At the end of September, beginning of October I started writing in my journals again, both a stream of consciousness one, a gratitude/positivity one.  The morning of my birthday (October 20th) I sat down with my journal.  I had gotten up earlier than Hubs with that intent.

I realized this entire past year has been a haze of disappointment and of me being disconnected from the world.  I have been so disconnected from my life that it’s almost like this past year didn’t happen.  I haven’t achieved a lot of the goals I had for myself.  I haven’t stayed focused, or to be honest, cared about them for most of the year.  I think 29 will stay in my mind as the year I can’t believe really happened because I wasn’t really present for it.  It amazes me that while I have been so checked out, I have still built my business and had time to make some great new friendships this past year.  I guess that happened while I wasn’t paying attention!

And as I sat there on the morning of my 30th birthday, I realized, I didn’t want to say that ever again.  I don’t want to wish any more time away.  I can not tell you how happy it made me to realize I actually cared about my future again.

I’ve been making up for lost time too!

We had a party (this was planned before I became determined to take my life back) and had so many many lovely people in our home.  It was wonderful and I can’t thank everyone from our wine group enough!

We went to the Roanoke Go Outside! Festival Sunday.  If you didn’t manage to make it there this year, please please please go next year!  It’s free to attend, most of the stuff inside is free… And they had dock diving dogs.  I mean, what’s better than that?!?  I think next year, even if we’re not still in Virginia, I’d like to come back and camp out (also fo free…  You may assume anytime that I say the words for free, I am thinking of this clip, thank you)… I kept telling Hubs I felt happier than I had in years.
Roanoke Go Outside Festival
Sunday we noticed how very nice and lean all the dogs there were… Which was a striking to Theron. He’s down 6 lbs, but still has 15 to go.  I volunteered to take him walking more.  So Monday we took a morning walk, I had a client, we took a lunch time walk (on the Greenway – Hubs’ suggestion!) and an evening walk on the Greenway (all three of us!) before Hubs went to basketball.

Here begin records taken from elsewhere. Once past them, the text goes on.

use std::time::Duration;

use tokio::time::Instant;
use tracing::debug;

use lapse_model::Delay;

use crate::{aggregate::aggregate_delays, error::CoreResult};

/// Average wall-clock time per operation of one [`aggregate_delays`] run.
///
/// Returns `Duration::ZERO` for `n == 0`.
pub async fn measure_time(n: usize, max_delay: Delay) -> CoreResult<Duration> {
    let start = Instant::now();
    aggregate_delays(n, max_delay).await?;
    let total = start.elapsed();

    let per_op = match u32::try_from(n) {
        Ok(0) => Duration::ZERO,
        Ok(n) => total / n,
        Err(_) => total.div_f64(n as f64),
    };
    debug!(target: "lapse.core.measure", n, total_ms = total.as_millis() as u64, "measured aggregation");
    Ok(per_op)
}

#[cfg(test)]
mod tests {
    use super::*;

    #[tokio::test(start_paused = true)]
    async fn average_is_bounded_by_max_delay_over_n() {
        let avg = measure_time(5, 2.0).await.unwrap();
        // Operations overlap, so the whole run takes at most ~max_delay.
        assert!(avg <= Duration::from_millis(2_000 / 5 + 1));
    }

    #[tokio::test]
    async fn zero_operations_take_no_time() {
        assert_eq!(measure_time(0, 1.0).await.unwrap(), Duration::ZERO);
    }

    #[tokio::test]
    async fn propagates_invalid_bound() {
        assert!(measure_time(1, -2.0).await.is_err());
    }
}
use std::sync::OnceLock;

/// Per-instance slot that runs its computation at most once.
///
/// Embed it as a field of the owning type; the first access computes and stores,
/// later accesses return the stored value. Nothing is shared across instances.
#[derive(Debug)]
pub struct Memo<T> {
    slot: OnceLock<T>,
}

impl<T> Memo<T> {
    pub const fn new() -> Self {
        Self {
            slot: OnceLock::new(),
        }
    }

    /// Stored value, computing it with `f` on first access.
    ///
    /// Concurrent first accesses block until one computation wins; `f` runs once.
    pub fn get_or_compute<F>(&self, f: F) -> &T
    where
        F: FnOnce() -> T,
    {
        self.slot.get_or_init(f)
    }

    /// Stored value, if already computed.
    #[inline]
    pub fn get(&self) -> Option<&T> {
        self.slot.get()
    }

    #[inline]
    pub fn is_computed(&self) -> bool {
        self.slot.get().is_some()
    }
}

impl<T> Default for Memo<T> {
    fn default() -> Self {
        Self::new()
    }
}
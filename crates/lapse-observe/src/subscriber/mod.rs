mod journal;
pub use journal::Journal;

mod view;
pub use view::{View, log_event, message_for};
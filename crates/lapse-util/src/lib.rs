//! Small helpers the timing exercises lean on: nested lookups and per-instance memoization.

mod error;
pub use error::PathError;

mod nested;
pub use nested::{get_path, safely_get};

mod memo;
pub use memo::Memo;
use std::time::Duration;

use lapse_model::LaunchIndex;
use thiserror::Error;

pub type CoreResult<T> = Result<T, CoreError>;

/// Errors surfaced to callers of the core API.
#[derive(Error, Debug, Clone, PartialEq)]
pub enum CoreError {
    #[error("invalid argument: {0}")]
    InvalidArgument(String),
    /// First genuine failure among the launched operations.
    ///
    /// Every sibling has been cancelled and joined by the time this is returned.
    #[error("aggregation failed at operation {index}: {source}")]
    AggregationFailed {
        index: LaunchIndex,
        #[source]
        source: OperationError,
    },
    /// Failure of a standalone timed operation (outside of any aggregation).
    #[error(transparent)]
    Operation(#[from] OperationError),
}

/// Outcome of a single timed operation that did not produce a value.
#[derive(Error, Debug, Clone, PartialEq)]
pub enum OperationError {
    #[error("cancelled")]
    Cancelled,
    #[error("timed out after {0:?}")]
    Timeout(Duration),
    #[error("fault: {0}")]
    Fault(String),
    #[error("panicked: {0}")]
    Panicked(String),
}

impl OperationError {
    /// Outcome of a sibling stopped by fail-fast rather than a failure of its own.
    #[inline]
    pub fn is_cancelled(&self) -> bool {
        matches!(self, OperationError::Cancelled)
    }
}
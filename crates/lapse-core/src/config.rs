use std::time::Duration;

use lapse_model::Delay;

/// How delays map onto wall-clock time.
#[derive(Debug, Clone, Copy, PartialEq)]
pub struct DelayConfig {
    /// Wall-clock length of one delay unit.
    pub unit: Duration,
    /// Optional hard limit for a single operation.
    ///
    /// `None` leaves `max_delay` as a soft bound only.
    pub timeout: Option<Duration>,
}

impl Default for DelayConfig {
    fn default() -> Self {
        Self {
            unit: Duration::from_secs(1),
            timeout: None,
        }
    }
}

impl DelayConfig {
    pub fn with_unit(mut self, unit: Duration) -> Self {
        self.unit = unit;
        self
    }

    pub fn with_timeout(mut self, timeout: Duration) -> Self {
        self.timeout = Some(timeout);
        self
    }

    /// Wall-clock duration of `delay`.
    ///
    /// `delay` must be finite and non-negative. Products that do not fit in a
    /// `Duration` saturate to `Duration::MAX`, which the tokio timer treats as
    /// a far-future deadline.
    #[inline]
    pub fn scale(&self, delay: Delay) -> Duration {
        Duration::try_from_secs_f64(self.unit.as_secs_f64() * delay).unwrap_or(Duration::MAX)
    }
}

/// Shape of the lazy timed-value sequence.
#[derive(Debug, Clone, Copy, PartialEq)]
pub struct ProducerConfig {
    /// Number of values produced before the sequence ends.
    pub count: usize,
    /// Exclusive upper bound of the produced values; the lower bound is `0`.
    pub upper: f64,
    /// Suspension before each value.
    pub interval: Duration,
}

impl Default for ProducerConfig {
    fn default() -> Self {
        Self {
            count: 10,
            upper: 10.0,
            interval: Duration::from_secs(1),
        }
    }
}
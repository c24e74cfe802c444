//! Plain data types shared by the lapse crates.
//!
//! Nothing in here performs I/O or touches the async runtime.

mod domain;
pub use domain::*;

mod event;
pub use event::*;
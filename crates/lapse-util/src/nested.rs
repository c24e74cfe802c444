use serde_json::{Map, Value};
use tracing::trace;

use crate::error::PathError;

/// Walk `path` through nested JSON objects.
///
/// A non-object value met before the path is exhausted counts as the next key being missing.
pub fn get_path<'a, K>(mapping: &'a Value, path: &[K]) -> Result<&'a Value, PathError>
where
    K: AsRef<str>,
{
    let mut current = mapping;
    for (depth, key) in path.iter().enumerate() {
        let key = key.as_ref();
        current = current
            .as_object()
            .and_then(|obj| obj.get(key))
            .ok_or_else(|| {
                trace!(target: "lapse.util.nested", key, depth, "key missing");
                PathError::KeyMissing(key.to_string())
            })?;
    }
    Ok(current)
}

/// Value under `key`, or `default` if absent.
pub fn safely_get<'a>(map: &'a Map<String, Value>, key: &str, default: &'a Value) -> &'a Value {
    map.get(key).unwrap_or(default)
}

#[cfg(test)]
mod tests {
    use serde_json::json;

    use super::*;

    #[test]
    fn resolves_every_depth() {
        let map = json!({"a": {"b": 2}});

        assert_eq!(get_path(&json!({"a": 1}), &["a"]).unwrap(), &json!(1));
        assert_eq!(get_path(&map, &["a"]).unwrap(), &json!({"b": 2}));
        assert_eq!(get_path(&map, &["a", "b"]).unwrap(), &json!(2));
    }

    #[test]
    fn empty_path_returns_the_mapping() {
        let map = json!({"a": 1});
        let empty: [&str; 0] = [];
        assert_eq!(get_path(&map, &empty).unwrap(), &map);
    }

    #[test]
    fn missing_key_carries_the_offending_key() {
        assert_eq!(
            get_path(&json!({}), &["a"]),
            Err(PathError::KeyMissing("a".into()))
        );
        assert_eq!(
            get_path(&json!({"a": 1}), &["a", "b"]),
            Err(PathError::KeyMissing("b".into()))
        );
    }

    #[test]
    fn error_displays_as_bare_key() {
        let err = get_path(&json!({"a": {}}), &["a".to_string(), "z".to_string()]).unwrap_err();
        assert_eq!(err.to_string(), "z");
    }

    #[test]
    fn safely_get_falls_back_to_default() {
        let value = json!({"present": true});
        let map = value.as_object().unwrap();
        let fallback = Value::Null;

        assert_eq!(safely_get(map, "present", &fallback), &json!(true));
        assert_eq!(safely_get(map, "absent", &fallback), &Value::Null);
    }
}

Tuesday I took my first ever solo hike… Well, Handsome Dog was with me, but I think it still counts!  That hike marked a few other firsts…  Like the first time I have been all alone peeing in the woods.  And the first time I’ve been able to hike in the gorgeous Virginia fall.  And fastest time I’ve had ascending and descending Mill Mountain!  Theron’s quite the little pace setter.

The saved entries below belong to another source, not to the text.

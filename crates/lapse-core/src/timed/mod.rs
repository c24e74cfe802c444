//! Timed operations: produce a value after a bounded random delay.
//!
//! The wait is a cooperative suspension on the tokio timer. It never blocks the
//! thread, so any number of operations can wait out the same wall-clock interval.
use std::sync::Arc;

use async_trait::async_trait;
use rand::Rng;
use tokio::{task::JoinHandle, time};
use tokio_util::sync::CancellationToken;
use tracing::trace;

use lapse_model::{Delay, LaunchIndex};

use crate::{
    config::DelayConfig,
    error::{CoreError, CoreResult, OperationError},
};

/// Seam through which the aggregator launches operations.
///
/// Launching is split into two steps: `draw` picks the delay synchronously at launch
/// time and `wait` performs the single suspension.
#[async_trait]
pub trait TimedOperation: Send + Sync + 'static {
    /// Choose the delay for the operation at `index`, within `[0, max_delay]`.
    fn draw(&self, index: LaunchIndex, max_delay: Delay) -> Delay;

    /// Suspend for `delay` and yield it back.
    ///
    /// Must return `OperationError::Cancelled` promptly once `cancel` fires.
    async fn wait(
        &self,
        index: LaunchIndex,
        delay: Delay,
        cancel: CancellationToken,
    ) -> Result<Delay, OperationError>;
}

/// Uniformly random delay backed by the tokio timer.
#[derive(Debug, Clone, Copy, Default)]
pub struct RandomDelay {
    cfg: DelayConfig,
}

impl RandomDelay {
    pub fn new(cfg: DelayConfig) -> Self {
        Self { cfg }
    }
}

#[async_trait]
impl TimedOperation for RandomDelay {
    fn draw(&self, _index: LaunchIndex, max_delay: Delay) -> Delay {
        draw_uniform(max_delay)
    }

    async fn wait(
        &self,
        index: LaunchIndex,
        delay: Delay,
        cancel: CancellationToken,
    ) -> Result<Delay, OperationError> {
        trace!(target: "lapse.core.timed", index, delay, "suspending");
        sleep_for(delay, &self.cfg, &cancel).await
    }
}

/// Pick a delay uniformly from the closed range `[0, max_delay]`.
///
/// `max_delay` must already be validated.
pub fn draw_uniform(max_delay: Delay) -> Delay {
    rand::rng().random_range(0.0..=max_delay)
}

/// Sleep for `delay` units, honoring cancellation and the configured timeout.
///
/// Cancellation wins over an elapsed timer when both are ready at once.
pub async fn sleep_for(
    delay: Delay,
    cfg: &DelayConfig,
    cancel: &CancellationToken,
) -> Result<Delay, OperationError> {
    let sleep = time::sleep(cfg.scale(delay));
    let limited = async {
        match cfg.timeout {
            Some(limit) => time::timeout(limit, sleep)
                .await
                .map_err(|_| OperationError::Timeout(limit)),
            None => {
                sleep.await;
                Ok(())
            }
        }
    };

    tokio::select! {
        biased;
        _ = cancel.cancelled() => Err(OperationError::Cancelled),
        res = limited => res.map(|()| delay),
    }
}

/// Reject bounds that cannot describe a wait.
pub fn validate_max_delay(max_delay: Delay) -> CoreResult<()> {
    if !max_delay.is_finite() || max_delay < 0.0 {
        return Err(CoreError::InvalidArgument(format!(
            "max_delay must be a finite non-negative number, got {max_delay}"
        )));
    }
    Ok(())
}

/// Standalone timed operation with the default one-second unit.
pub async fn wait_random(max_delay: Delay) -> CoreResult<Delay> {
    wait_random_until(max_delay, RandomDelay::default(), CancellationToken::new()).await
}

/// Standalone timed operation that stops early once `cancel` fires.
pub async fn wait_random_until(
    max_delay: Delay,
    op: RandomDelay,
    cancel: CancellationToken,
) -> CoreResult<Delay> {
    validate_max_delay(max_delay)?;
    let delay = op.draw(0, max_delay);
    Ok(op.wait(0, delay, cancel).await?)
}

/// Schedule a timed operation on the runtime right away and hand back its handle.
///
/// The bound is checked before anything is spawned.
pub fn spawn_wait_random(max_delay: Delay) -> CoreResult<JoinHandle<CoreResult<Delay>>> {
    validate_max_delay(max_delay)?;
    Ok(tokio::spawn(wait_random(max_delay)))
}

/// Draw a delay through `op` and run its wait as a runtime task right away.
///
/// The task gets its own token that is never cancelled; stop it with
/// `JoinHandle::abort`.
pub fn spawn_timed(
    op: Arc<dyn TimedOperation>,
    index: LaunchIndex,
    max_delay: Delay,
) -> CoreResult<JoinHandle<Result<Delay, OperationError>>> {
    validate_max_delay(max_delay)?;
    let delay = op.draw(index, max_delay);
    Ok(tokio::spawn(async move {
        op.wait(index, delay, CancellationToken::new()).await
    }))
}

Mill Mountain Hike www.findingtimetobreathe.wordpress.com

I even walked on the Greenway with Hubs and the adventure dog last night!  I am so glad Hubs reminded me of the Greenway.  It’s such a nice change of pace from the neighborhood.

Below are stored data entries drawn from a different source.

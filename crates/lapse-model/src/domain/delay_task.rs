use serde::{Deserialize, Serialize};

use crate::{Delay, DelayStatus, LaunchIndex};

/// One in-flight timed operation as tracked by the aggregator.
///
/// The produced result is the delay itself, available only once the task has completed.
#[derive(Debug, Clone, PartialEq, Serialize, Deserialize)]
#[serde(rename_all = "camelCase")]
pub struct DelayTask {
    pub index: LaunchIndex,
    pub delay: Delay,
    pub status: DelayStatus,
    #[serde(skip_serializing_if = "Option::is_none")]
    pub result: Option<Delay>,
}

impl DelayTask {
    /// Create a freshly launched task.
    pub fn pending(index: LaunchIndex, delay: Delay) -> Self {
        Self {
            index,
            delay,
            status: DelayStatus::Pending,
            result: None,
        }
    }

    /// `pending -> completed`; stores the delay as the result.
    ///
    /// Returns `false` (and changes nothing) if the task was already terminal.
    pub fn complete(&mut self) -> bool {
        if self.status.is_terminal() {
            return false;
        }
        self.status = DelayStatus::Completed;
        self.result = Some(self.delay);
        true
    }

    pub fn fail(&mut self) -> bool {
        self.finish(DelayStatus::Failed)
    }

    pub fn cancel(&mut self) -> bool {
        self.finish(DelayStatus::Cancelled)
    }

    fn finish(&mut self, status: DelayStatus) -> bool {
        if self.status.is_terminal() {
            return false;
        }
        self.status = status;
        true
    }
}
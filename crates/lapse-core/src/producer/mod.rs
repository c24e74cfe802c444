//! Lazy, finite sequence of random values with a fixed pause before each one.
use std::time::Duration;

use futures::{Stream, StreamExt, future::join_all, stream};
use rand::Rng;
use tokio::time::{self, Instant};
use tracing::{debug, trace};

use crate::{
    config::ProducerConfig,
    error::{CoreError, CoreResult},
};

/// Number of sequences [`measure_runtime`] consumes side by side.
const PARALLEL_RUNS: usize = 4;

/// Ten values in `[0, 10)`, one second apart.
///
/// Every call returns a fresh, independent sequence. Once exhausted it keeps
/// yielding `None`.
pub fn timed_values() -> impl Stream<Item = f64> + Send + 'static {
    produce(ProducerConfig::default())
}

/// Like [`timed_values`] with a custom shape.
pub fn timed_values_with(cfg: ProducerConfig) -> CoreResult<impl Stream<Item = f64> + Send + 'static> {
    if !cfg.upper.is_finite() || cfg.upper <= 0.0 {
        return Err(CoreError::InvalidArgument(format!(
            "producer upper bound must be a finite positive number, got {}",
            cfg.upper
        )));
    }
    Ok(produce(cfg))
}

fn produce(cfg: ProducerConfig) -> impl Stream<Item = f64> + Send + 'static {
    stream::unfold(0usize, move |produced| async move {
        if produced >= cfg.count {
            return None;
        }
        time::sleep(cfg.interval).await;
        let value = rand::rng().random_range(0.0..cfg.upper);
        trace!(target: "lapse.core.producer", produced, value, "value produced");
        Some((value, produced + 1))
    })
    .fuse()
}

/// Drain one default sequence into a vector.
pub async fn collect_values() -> Vec<f64> {
    timed_values().collect().await
}

/// Wall-clock time to drain four default sequences concurrently.
///
/// Because the sequences only suspend, this is roughly the length of one of them.
pub async fn measure_runtime() -> Duration {
    let start = Instant::now();
    let runs = join_all((0..PARALLEL_RUNS).map(|_| collect_values())).await;
    let elapsed = start.elapsed();

    debug!(
        target: "lapse.core.producer",
        runs = runs.len(),
        elapsed_ms = elapsed.as_millis() as u64,
        "parallel collection finished"
    );
    elapsed
}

I just can’t tell you how amazing it feels to have rejoined the life of the living.  To actually have it in me to live my life, instead of walking around like a shell of a human struggling with a dark time of the soul.  I haven’t posted anything about feeling on the other side of my sadness because I have spent each day the past month or so waiting for this alive feeling to drop out from under me, and to be replaced with that miserable, lonely, detached feeling again.